→ **What is required**
Your answer should hold every line of the records below that contains the string "data".

[[ Available records open ]]

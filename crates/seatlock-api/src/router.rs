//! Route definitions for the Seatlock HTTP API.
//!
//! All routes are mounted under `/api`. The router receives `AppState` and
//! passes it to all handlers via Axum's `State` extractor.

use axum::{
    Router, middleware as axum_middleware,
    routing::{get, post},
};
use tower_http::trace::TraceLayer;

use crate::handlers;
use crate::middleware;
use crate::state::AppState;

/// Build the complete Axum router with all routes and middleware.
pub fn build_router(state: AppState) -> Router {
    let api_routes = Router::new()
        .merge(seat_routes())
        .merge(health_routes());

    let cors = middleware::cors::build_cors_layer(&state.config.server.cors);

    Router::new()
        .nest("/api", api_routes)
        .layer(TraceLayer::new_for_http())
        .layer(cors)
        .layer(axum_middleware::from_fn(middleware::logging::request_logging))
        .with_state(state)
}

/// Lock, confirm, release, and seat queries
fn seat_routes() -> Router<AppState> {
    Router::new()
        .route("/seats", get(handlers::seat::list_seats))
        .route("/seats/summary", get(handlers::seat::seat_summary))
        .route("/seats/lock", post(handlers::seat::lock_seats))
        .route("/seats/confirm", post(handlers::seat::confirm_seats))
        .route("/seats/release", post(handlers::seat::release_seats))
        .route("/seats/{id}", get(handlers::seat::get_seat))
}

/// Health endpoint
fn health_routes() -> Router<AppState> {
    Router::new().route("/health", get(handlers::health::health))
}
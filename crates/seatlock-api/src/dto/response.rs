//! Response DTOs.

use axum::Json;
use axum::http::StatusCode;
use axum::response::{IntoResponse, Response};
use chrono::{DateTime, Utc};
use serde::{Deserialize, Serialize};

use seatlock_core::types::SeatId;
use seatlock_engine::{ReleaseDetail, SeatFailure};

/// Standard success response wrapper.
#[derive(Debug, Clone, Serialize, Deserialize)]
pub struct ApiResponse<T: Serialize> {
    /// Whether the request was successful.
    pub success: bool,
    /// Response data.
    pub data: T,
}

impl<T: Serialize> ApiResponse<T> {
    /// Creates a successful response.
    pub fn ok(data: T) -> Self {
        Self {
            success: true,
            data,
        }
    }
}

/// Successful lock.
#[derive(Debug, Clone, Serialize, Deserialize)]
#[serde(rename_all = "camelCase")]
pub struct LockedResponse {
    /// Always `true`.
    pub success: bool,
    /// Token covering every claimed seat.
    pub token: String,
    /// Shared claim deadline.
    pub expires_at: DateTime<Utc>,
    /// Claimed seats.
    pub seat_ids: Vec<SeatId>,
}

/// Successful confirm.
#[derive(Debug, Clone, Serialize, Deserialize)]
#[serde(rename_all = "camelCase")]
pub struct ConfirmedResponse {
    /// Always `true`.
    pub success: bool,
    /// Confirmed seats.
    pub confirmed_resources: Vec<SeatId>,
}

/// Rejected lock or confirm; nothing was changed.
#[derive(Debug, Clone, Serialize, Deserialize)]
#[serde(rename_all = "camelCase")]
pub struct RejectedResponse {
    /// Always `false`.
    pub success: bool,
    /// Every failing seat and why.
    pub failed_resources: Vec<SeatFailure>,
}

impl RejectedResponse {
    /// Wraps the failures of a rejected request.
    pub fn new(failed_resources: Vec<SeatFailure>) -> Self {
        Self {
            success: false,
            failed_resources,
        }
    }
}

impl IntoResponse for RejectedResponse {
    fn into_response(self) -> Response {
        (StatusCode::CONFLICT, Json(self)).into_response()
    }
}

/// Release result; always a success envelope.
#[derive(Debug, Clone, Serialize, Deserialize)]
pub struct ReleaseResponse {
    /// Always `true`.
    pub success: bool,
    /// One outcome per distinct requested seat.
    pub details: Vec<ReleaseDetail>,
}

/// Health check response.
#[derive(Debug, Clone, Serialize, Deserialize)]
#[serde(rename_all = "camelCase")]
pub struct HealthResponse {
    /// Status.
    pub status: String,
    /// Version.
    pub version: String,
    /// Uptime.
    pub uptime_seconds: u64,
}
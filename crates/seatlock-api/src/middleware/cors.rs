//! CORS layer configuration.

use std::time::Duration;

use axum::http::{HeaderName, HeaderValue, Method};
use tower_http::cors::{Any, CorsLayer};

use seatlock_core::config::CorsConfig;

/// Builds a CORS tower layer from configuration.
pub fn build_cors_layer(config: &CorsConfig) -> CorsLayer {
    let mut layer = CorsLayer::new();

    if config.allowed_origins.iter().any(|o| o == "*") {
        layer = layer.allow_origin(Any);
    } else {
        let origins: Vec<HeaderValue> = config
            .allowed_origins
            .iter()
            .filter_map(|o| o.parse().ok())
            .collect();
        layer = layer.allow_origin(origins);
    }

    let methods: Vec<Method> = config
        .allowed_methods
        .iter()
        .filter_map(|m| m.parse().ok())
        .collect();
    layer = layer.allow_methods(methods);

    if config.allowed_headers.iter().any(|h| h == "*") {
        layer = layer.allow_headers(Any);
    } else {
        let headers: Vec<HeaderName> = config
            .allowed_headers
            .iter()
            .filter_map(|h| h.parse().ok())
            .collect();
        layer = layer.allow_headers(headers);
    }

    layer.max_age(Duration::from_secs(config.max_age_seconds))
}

[[ Available records closed ]]

→ **Reply**
    /// Response data.
    pub data: T,
    pub fn ok(data: T) -> Self {
            data,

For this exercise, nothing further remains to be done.